### Task instructions
Exactly the lines from the top of the records below through the one containing "was already taken." must be set down, with no line added or dropped.

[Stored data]
*** Block opens ***
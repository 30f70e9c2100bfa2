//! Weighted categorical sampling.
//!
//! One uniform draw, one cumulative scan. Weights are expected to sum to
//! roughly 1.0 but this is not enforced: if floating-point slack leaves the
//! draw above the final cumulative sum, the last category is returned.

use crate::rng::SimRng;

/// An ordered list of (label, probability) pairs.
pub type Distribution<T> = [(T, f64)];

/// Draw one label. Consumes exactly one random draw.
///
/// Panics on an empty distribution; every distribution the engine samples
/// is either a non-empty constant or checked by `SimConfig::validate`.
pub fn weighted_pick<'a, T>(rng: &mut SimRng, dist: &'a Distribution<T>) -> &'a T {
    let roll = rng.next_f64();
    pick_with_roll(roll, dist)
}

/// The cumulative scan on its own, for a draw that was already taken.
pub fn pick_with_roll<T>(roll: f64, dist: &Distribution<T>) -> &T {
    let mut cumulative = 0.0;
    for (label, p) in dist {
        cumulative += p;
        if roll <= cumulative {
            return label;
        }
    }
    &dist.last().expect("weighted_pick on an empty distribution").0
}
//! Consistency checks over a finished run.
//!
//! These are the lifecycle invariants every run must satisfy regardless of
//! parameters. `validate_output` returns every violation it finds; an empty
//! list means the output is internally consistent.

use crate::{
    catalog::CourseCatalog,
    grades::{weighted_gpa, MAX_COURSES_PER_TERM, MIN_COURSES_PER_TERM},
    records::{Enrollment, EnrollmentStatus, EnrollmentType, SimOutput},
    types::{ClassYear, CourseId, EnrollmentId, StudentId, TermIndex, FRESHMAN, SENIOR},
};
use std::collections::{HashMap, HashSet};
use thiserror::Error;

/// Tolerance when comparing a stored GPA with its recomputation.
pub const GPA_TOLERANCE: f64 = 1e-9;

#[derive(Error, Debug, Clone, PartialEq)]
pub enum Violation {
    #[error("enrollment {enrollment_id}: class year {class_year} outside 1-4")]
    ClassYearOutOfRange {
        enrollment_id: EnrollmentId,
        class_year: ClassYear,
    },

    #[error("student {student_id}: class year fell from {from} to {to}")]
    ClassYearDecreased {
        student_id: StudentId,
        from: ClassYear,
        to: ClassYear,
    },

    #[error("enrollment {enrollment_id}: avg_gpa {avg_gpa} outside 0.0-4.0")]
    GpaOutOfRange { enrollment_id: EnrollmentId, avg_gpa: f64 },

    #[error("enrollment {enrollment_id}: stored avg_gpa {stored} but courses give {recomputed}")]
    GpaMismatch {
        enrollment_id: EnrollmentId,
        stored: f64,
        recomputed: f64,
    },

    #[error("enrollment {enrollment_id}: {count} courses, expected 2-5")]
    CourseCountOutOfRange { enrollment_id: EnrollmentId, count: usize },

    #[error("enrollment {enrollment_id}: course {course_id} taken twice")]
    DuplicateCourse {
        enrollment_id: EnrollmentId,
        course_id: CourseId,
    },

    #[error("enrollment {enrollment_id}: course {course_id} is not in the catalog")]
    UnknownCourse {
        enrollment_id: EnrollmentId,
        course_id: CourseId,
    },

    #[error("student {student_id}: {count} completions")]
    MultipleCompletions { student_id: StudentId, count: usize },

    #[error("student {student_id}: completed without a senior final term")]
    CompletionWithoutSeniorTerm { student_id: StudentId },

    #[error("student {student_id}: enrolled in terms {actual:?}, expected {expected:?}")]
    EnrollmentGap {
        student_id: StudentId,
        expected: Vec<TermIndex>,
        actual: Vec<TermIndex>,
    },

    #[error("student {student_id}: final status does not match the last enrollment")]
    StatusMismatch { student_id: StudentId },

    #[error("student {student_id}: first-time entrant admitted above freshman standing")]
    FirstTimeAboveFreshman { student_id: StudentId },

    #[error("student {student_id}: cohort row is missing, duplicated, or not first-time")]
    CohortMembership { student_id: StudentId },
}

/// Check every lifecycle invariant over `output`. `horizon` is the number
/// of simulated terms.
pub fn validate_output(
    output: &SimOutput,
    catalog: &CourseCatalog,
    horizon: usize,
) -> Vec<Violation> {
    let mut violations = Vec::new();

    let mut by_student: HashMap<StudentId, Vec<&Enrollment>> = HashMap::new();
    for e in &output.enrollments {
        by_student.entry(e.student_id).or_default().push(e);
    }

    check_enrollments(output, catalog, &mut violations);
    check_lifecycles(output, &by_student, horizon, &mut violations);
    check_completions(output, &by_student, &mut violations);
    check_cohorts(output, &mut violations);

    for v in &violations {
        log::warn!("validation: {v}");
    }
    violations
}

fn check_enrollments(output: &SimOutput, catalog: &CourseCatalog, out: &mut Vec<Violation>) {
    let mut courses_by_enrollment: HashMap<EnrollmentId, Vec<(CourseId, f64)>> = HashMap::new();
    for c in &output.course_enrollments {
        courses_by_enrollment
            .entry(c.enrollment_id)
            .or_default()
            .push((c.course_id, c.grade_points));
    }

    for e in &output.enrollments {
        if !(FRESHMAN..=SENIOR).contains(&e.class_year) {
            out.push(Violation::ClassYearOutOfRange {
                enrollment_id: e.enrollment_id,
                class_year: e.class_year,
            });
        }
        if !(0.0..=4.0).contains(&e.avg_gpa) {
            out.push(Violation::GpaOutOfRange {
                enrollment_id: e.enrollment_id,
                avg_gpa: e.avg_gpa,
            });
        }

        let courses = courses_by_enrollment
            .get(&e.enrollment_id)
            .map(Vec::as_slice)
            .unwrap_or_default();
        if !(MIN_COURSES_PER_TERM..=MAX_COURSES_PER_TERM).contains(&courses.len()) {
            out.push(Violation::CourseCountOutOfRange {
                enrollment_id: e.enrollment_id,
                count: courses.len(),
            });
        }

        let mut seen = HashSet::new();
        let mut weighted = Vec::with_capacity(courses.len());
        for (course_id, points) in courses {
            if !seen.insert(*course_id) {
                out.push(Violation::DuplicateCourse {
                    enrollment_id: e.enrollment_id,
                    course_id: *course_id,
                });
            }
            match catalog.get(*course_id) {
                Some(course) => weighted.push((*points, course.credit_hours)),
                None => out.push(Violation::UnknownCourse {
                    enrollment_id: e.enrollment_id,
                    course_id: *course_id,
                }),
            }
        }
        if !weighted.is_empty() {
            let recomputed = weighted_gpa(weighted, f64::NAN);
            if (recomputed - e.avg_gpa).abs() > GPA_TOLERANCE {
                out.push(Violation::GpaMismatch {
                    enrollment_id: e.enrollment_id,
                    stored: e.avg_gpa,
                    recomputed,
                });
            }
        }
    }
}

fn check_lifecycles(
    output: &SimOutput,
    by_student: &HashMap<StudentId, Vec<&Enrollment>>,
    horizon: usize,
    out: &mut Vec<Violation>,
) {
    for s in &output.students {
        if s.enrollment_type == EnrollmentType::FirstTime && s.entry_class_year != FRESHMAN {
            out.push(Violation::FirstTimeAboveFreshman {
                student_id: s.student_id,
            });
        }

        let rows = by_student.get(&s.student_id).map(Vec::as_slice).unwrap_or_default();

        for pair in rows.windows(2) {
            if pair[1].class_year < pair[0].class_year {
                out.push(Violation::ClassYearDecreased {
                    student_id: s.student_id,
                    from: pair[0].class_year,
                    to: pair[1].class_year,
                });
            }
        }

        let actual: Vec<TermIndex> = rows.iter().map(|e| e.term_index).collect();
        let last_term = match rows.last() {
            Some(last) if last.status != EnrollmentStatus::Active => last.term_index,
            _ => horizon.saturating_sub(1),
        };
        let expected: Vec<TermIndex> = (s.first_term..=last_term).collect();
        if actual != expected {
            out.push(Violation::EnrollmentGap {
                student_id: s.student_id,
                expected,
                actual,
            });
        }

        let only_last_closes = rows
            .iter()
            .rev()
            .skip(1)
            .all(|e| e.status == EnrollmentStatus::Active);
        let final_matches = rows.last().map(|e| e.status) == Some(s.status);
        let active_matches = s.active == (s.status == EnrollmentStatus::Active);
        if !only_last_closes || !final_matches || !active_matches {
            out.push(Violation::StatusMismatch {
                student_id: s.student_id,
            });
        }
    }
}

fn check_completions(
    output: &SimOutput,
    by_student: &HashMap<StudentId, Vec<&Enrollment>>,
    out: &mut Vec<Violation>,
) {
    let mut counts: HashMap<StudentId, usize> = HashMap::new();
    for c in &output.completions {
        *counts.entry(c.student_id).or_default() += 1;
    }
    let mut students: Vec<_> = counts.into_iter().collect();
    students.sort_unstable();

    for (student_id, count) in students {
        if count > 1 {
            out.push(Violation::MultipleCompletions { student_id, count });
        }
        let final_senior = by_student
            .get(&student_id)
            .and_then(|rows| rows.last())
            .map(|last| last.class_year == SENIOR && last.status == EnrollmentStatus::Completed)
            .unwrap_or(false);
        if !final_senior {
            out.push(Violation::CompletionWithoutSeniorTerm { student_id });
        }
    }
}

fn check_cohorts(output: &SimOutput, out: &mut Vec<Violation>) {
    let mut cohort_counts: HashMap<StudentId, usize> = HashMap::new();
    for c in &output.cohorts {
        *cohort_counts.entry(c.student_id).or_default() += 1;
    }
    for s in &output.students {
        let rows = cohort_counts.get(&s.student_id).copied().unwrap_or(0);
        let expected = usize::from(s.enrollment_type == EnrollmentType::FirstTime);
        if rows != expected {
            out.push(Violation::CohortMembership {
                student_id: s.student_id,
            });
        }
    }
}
*** Block closes ***
### Written reply
repository 30f70e9c2100bfa2
//! Weighted categorical sampling.
//!
//! One uniform draw, one cumulative scan. Weights are expected to sum to
//! roughly 1.0 but this is not enforced: if floating-point slack leaves the
//! draw above the final cumulative sum, the last category is returned.

use crate::rng::SimRng;

/// An ordered list of (label, probability) pairs.
pub type Distribution<T> = [(T, f64)];

/// Draw one label. Consumes exactly one random draw.
///
/// Panics on an empty distribution; every distribution the engine samples
/// is either a non-empty constant or checked by `SimConfig::validate`.
pub fn weighted_pick<'a, T>(rng: &mut SimRng, dist: &'a Distribution<T>) -> &'a T {
    let roll = rng.next_f64();
    pick_with_roll(roll, dist)
}

/// The cumulative scan on its own, for a draw that was already taken.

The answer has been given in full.